[Task brief]: With the first line as the start and the line containing "pub mod traits;" as the end, write out every line of the records exactly.

[Excerpts from a dataset]
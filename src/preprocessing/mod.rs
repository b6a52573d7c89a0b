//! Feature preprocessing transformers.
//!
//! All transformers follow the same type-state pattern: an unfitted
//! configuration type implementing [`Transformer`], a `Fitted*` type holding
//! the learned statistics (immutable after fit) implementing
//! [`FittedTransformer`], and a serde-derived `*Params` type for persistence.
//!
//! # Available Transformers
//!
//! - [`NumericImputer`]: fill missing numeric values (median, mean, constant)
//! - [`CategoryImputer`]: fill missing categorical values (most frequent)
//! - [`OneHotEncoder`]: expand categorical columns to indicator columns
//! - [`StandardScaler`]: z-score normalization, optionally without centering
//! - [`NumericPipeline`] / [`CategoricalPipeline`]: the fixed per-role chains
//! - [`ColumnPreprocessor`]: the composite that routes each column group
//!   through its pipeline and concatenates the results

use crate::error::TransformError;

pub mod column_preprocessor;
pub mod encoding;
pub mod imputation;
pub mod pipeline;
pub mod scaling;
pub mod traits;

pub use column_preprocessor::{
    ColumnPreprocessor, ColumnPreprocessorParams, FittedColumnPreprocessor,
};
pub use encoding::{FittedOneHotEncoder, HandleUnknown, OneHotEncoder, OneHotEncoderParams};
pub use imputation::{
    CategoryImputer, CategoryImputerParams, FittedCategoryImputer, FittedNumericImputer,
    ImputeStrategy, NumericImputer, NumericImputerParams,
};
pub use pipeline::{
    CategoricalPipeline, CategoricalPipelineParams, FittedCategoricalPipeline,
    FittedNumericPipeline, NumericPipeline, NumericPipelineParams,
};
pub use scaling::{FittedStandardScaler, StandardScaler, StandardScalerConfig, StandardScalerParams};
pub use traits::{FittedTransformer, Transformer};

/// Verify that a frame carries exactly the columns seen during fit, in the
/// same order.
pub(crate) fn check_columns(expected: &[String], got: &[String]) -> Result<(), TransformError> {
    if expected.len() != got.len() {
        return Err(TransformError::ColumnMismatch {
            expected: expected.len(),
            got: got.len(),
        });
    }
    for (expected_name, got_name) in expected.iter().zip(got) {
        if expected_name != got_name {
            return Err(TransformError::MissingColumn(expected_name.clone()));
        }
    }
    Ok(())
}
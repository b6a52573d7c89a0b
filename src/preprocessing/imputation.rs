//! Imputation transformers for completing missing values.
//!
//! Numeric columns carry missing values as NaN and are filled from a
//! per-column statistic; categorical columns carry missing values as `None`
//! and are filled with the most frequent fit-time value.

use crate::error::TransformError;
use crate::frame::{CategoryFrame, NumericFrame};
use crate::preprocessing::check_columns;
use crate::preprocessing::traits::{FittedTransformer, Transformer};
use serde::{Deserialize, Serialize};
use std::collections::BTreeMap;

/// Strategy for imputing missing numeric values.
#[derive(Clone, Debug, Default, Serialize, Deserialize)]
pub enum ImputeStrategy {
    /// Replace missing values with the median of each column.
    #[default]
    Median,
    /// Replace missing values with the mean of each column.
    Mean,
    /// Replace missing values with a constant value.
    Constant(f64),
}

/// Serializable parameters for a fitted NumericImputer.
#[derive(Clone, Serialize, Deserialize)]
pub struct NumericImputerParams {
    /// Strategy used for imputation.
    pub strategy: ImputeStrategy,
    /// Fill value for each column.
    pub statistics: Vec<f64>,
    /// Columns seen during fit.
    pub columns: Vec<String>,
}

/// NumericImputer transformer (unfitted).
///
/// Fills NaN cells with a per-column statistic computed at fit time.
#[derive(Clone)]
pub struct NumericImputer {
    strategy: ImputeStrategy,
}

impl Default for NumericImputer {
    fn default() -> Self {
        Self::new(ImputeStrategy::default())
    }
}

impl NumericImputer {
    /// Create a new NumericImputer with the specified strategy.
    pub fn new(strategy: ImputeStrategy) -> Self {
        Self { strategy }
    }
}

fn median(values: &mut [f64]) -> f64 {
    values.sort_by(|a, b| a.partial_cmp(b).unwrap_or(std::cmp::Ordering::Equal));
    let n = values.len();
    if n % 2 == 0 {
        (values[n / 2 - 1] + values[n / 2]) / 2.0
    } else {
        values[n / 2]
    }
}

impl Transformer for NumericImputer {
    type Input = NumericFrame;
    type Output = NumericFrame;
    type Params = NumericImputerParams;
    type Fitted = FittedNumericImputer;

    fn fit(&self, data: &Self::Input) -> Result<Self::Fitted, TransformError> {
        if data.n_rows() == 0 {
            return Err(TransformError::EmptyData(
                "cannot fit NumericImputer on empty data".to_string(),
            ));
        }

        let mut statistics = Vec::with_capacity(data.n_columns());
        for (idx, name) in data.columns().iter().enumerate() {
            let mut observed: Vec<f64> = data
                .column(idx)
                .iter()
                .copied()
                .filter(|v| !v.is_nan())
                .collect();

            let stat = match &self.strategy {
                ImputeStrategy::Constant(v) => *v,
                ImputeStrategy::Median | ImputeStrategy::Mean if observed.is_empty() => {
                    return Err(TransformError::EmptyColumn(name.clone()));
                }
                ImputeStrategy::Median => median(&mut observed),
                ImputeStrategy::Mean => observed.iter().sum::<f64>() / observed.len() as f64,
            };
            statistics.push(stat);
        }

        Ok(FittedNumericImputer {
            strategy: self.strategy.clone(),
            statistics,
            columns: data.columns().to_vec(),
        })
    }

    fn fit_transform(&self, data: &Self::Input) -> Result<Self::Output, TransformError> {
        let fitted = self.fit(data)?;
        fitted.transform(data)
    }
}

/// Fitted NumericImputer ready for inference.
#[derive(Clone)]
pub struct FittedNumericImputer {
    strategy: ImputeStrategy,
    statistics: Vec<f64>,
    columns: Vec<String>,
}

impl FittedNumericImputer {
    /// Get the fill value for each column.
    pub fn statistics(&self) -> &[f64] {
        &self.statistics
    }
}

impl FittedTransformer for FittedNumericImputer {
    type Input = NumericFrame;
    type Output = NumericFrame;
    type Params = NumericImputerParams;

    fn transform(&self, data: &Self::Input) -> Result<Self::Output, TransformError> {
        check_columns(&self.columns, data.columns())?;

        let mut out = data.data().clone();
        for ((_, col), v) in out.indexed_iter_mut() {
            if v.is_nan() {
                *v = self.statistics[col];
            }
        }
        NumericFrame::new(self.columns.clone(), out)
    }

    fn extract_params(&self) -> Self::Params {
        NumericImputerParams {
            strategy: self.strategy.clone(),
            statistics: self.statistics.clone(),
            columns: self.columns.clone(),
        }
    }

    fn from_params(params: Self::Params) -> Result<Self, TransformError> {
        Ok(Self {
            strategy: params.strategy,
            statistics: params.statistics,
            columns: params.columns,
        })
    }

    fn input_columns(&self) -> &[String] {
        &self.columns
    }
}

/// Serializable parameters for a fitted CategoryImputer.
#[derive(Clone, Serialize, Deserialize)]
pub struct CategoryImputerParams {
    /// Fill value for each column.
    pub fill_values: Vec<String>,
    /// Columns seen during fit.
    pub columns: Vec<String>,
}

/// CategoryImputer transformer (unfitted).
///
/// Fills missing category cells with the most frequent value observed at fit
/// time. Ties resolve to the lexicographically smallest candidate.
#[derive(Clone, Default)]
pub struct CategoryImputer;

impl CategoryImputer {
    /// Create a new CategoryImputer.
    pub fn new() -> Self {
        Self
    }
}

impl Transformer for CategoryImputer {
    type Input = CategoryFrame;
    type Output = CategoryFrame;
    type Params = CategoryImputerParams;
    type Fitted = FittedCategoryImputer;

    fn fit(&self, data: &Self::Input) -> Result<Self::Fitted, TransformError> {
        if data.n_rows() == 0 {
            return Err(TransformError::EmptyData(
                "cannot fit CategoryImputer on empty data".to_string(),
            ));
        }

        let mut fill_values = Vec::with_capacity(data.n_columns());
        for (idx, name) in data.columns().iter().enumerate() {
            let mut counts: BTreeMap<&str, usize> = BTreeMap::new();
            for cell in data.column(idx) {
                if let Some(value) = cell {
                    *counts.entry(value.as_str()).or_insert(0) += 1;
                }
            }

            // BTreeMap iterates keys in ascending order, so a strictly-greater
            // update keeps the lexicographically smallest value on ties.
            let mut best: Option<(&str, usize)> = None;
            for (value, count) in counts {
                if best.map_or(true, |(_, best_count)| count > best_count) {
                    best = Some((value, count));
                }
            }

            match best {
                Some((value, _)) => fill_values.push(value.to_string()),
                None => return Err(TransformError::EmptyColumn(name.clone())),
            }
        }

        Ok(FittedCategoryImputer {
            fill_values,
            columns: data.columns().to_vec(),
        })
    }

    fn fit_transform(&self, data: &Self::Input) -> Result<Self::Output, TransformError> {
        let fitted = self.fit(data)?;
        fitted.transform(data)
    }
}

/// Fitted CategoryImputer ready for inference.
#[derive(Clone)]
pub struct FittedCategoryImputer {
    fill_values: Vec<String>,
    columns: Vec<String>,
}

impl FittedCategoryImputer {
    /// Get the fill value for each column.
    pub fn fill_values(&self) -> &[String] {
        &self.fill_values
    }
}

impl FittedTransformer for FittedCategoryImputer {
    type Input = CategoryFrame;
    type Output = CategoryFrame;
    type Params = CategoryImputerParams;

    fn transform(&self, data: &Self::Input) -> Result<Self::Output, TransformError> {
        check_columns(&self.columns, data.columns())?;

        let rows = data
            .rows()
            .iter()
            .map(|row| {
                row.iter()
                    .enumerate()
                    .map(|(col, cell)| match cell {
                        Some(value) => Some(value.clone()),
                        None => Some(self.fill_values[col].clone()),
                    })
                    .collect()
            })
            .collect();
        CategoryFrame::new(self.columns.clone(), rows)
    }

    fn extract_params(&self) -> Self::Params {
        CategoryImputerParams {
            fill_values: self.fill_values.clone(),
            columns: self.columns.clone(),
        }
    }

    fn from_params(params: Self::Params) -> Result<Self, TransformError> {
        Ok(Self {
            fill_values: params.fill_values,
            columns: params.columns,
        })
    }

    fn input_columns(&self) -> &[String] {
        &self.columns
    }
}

[Response area]:
filename src/preprocessing/mod.rs
repository b6a52573d7c89a0b
//! Feature preprocessing transformers.
//!
//! All transformers follow the same type-state pattern: an unfitted
//! configuration type implementing [`Transformer`], a `Fitted*` type holding
//! the learned statistics (immutable after fit) implementing
//! [`FittedTransformer`], and a serde-derived `*Params` type for persistence.
//!
//! # Available Transformers
//!
//! - [`NumericImputer`]: fill missing numeric values (median, mean, constant)
//! - [`CategoryImputer`]: fill missing categorical values (most frequent)
//! - [`OneHotEncoder`]: expand categorical columns to indicator columns
//! - [`StandardScaler`]: z-score normalization, optionally without centering
//! - [`NumericPipeline`] / [`CategoricalPipeline`]: the fixed per-role chains
//! - [`ColumnPreprocessor`]: the composite that routes each column group
//!   through its pipeline and concatenates the results

use crate::error::TransformError;

pub mod column_preprocessor;
pub mod encoding;
pub mod imputation;
pub mod pipeline;
pub mod scaling;
pub mod traits;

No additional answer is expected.